§ The problem
Every line with the string "configuration" must be copied from the entries below.

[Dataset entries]
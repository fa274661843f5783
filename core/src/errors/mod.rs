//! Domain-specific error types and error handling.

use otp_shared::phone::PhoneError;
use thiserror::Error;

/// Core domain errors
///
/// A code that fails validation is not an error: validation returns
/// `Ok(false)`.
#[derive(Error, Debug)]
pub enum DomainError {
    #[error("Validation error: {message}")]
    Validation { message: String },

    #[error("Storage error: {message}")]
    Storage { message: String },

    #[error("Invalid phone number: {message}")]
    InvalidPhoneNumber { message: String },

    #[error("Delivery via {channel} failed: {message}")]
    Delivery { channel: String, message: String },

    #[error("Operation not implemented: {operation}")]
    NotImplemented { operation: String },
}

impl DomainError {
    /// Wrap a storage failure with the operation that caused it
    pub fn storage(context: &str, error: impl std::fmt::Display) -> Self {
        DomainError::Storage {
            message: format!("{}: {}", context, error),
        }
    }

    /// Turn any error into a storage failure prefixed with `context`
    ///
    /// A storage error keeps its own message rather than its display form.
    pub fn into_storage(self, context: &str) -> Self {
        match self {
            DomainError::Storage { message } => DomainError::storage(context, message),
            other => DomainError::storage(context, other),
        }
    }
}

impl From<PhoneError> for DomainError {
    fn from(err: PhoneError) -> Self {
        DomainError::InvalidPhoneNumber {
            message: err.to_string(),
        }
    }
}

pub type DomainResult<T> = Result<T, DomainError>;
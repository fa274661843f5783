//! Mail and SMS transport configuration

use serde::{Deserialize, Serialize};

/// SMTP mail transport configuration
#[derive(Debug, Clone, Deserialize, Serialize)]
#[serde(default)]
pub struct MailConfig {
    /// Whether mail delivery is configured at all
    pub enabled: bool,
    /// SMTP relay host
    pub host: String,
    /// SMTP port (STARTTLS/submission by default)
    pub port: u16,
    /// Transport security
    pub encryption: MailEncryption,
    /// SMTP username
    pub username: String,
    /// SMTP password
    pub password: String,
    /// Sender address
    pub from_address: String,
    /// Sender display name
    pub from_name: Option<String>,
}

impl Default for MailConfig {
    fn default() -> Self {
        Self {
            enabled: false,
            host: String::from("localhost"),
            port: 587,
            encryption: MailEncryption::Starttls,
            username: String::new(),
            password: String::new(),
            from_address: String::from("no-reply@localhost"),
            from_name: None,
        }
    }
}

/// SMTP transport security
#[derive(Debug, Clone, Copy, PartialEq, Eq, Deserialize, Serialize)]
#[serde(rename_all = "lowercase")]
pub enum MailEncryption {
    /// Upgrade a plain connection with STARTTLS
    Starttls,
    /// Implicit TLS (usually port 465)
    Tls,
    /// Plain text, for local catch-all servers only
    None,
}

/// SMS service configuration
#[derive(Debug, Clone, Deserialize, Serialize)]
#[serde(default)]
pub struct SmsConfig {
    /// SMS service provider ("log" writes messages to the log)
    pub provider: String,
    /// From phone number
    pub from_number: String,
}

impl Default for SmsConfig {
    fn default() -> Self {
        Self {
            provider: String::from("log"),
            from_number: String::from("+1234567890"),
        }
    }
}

§ Response
//! Mail and SMS transport configuration
/// SMTP mail transport configuration
/// SMS service configuration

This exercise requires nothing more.